Software Implementation of Modular Exponentiation, Using Advanced Vector Instructions Architectures [dsp-9X1T]

This was published in Arithmetic of Finite Fields, but I’ve grabbed just this chapter here.

This paper goes into detail about the algorithms used, originally for AVX2, the x86 instructions that those algorithms employ, and so on, but what I was really looking for is the origin of the 52-bit representation found in the current AVX-512 implementation found in OpenSSL, soon AWS-LC, and maybe some day in BoringSSL. It turns out, this paper contains that origin, only here we’re talking about the conversion of 32-bit numbers to 29-bit numbers (arbitrarily, I think) and are given the following equation as the way in which to convert numbers from one radix to another.

\[ A = \sum^{k-1}_{i=0} X_i \times 2^{m \times i} \]

Where \(A\) is the value we wish to represent, \(X_i\) is the value of the \(i\)th window, or as the paper calls it, the \(i\)th digit, and \(m\) is the window size in bits.
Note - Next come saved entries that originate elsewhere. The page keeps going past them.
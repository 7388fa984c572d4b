use chrono::{Datelike, NaiveDate, Weekday};
use serde::{Deserialize, Serialize};
use std::collections::BTreeMap;

/// A single quote as published by the upstream feed, before normalisation.
#[derive(Debug, Clone, PartialEq)]
pub struct RawQuote {
    /// Alphabetic currency code (e.g. "USD").
    pub code: String,
    /// Human-readable currency name.
    pub name: String,
    /// Lot size the value refers to.
    pub nominal: u32,
    /// Price of `nominal` units in the reference currency.
    pub value: f64,
}

/// One day's rate table: currency code -> per-unit rate.
///
/// Serialized as a plain JSON object so a cache entry reads as
/// `{"EUR": 99.12, "USD": 92.5}`. Keys are kept sorted which makes the
/// serialized form stable across writes.
#[derive(Debug, Clone, Default, PartialEq, Serialize, Deserialize)]
#[serde(transparent)]
pub struct RateTable {
    rates: BTreeMap<String, f64>,
}

impl RateTable {
    /// Build a table from raw quotes, dividing each value by its lot size.
    ///
    /// Quotes that would break the positive per-unit invariant are dropped.
    pub fn from_quotes<I>(quotes: I) -> Self
    where
        I: IntoIterator<Item = RawQuote>,
    {
        let rates = quotes
            .into_iter()
            .filter(|q| q.nominal > 0 && q.value.is_finite() && q.value > 0.0)
            .map(|q| (q.code.to_uppercase(), q.value / q.nominal as f64))
            .collect();
        Self { rates }
    }

    /// Rate for a currency code, if quoted on this date.
    pub fn get(&self, currency: &str) -> Option<f64> {
        self.rates.get(&currency.to_uppercase()).copied()
    }

    pub fn contains(&self, currency: &str) -> bool {
        self.rates.contains_key(&currency.to_uppercase())
    }

    pub fn len(&self) -> usize {
        self.rates.len()
    }

    pub fn is_empty(&self) -> bool {
        self.rates.is_empty()
    }
}

/// A resolved observation in a rate series.
#[derive(Debug, Clone, Copy, PartialEq, Serialize, Deserialize)]
pub struct RatePoint {
    pub date: NaiveDate,
    pub rate: f64,
}

/// Ordered business-day rate history for one currency.
#[derive(Debug, Clone, PartialEq, Serialize, Deserialize)]
pub struct RateSeries {
    pub currency: String,
    pub points: Vec<RatePoint>,
}

impl RateSeries {
    pub fn new(currency: &str) -> Self {
        Self {
            currency: currency.to_uppercase(),
            points: Vec::new(),
        }
    }

    pub fn push(&mut self, date: NaiveDate, rate: f64) {
        self.points.push(RatePoint { date, rate });
    }

    pub fn len(&self) -> usize {
        self.points.len()
    }

    pub fn is_empty(&self) -> bool {
        self.points.is_empty()
    }

    /// Rates in date order.
    pub fn rates(&self) -> Vec<f64> {
        self.points.iter().map(|p| p.rate).collect()
    }

    /// The most recent observation.
    pub fn latest(&self) -> Option<&RatePoint> {
        self.points.last()
    }

    /// A new series holding at most the last `n` observations.
    pub fn tail(&self, n: usize) -> RateSeries {
        let start = self.points.len().saturating_sub(n);
        RateSeries {
            currency: self.currency.clone(),
            points: self.points[start..].to_vec(),
        }
    }
}

/// Whether a date falls on Monday-Friday.
pub fn is_business_day(date: NaiveDate) -> bool {
    !matches!(date.weekday(), Weekday::Sat | Weekday::Sun)
}

/// Cache key for a date (ISO calendar date).
pub fn date_key(date: NaiveDate) -> String {
    date.format("%Y-%m-%d").to_string()
}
So, say we want to represent the 16-bit number 24023 in windows of 5 bits.

0101110111010111

We think of as the following windows:

0 10111 01110 10111

Where \(m = 5\) and \(k = 4\), giving us

0   10111              01110             10111
0 + (23 * 2^(5 * 2)) + (14 *2^(5 * 1)) + (23 * 2^(5 * 0))
0 + 23552            + 448             + 23               = 24023

This also holds if we choose 3-bit windows:

0   101               110               111               010               111
0 + (5 * 2^(3 * 4)) + (6 * 2^(3 * 3)) + (7 * 2^(3 * 2)) + (2 * 2^(3 * 1)) + (7 * 2^(3 * 0))
0 + 20480           + 3072            + 448             + 16              + 7               = 24023

This representation is the one used in the AVX-512 implementation where \(m = 52\), carving up, for instance, the 1024-bit bignums into 52-bit windows.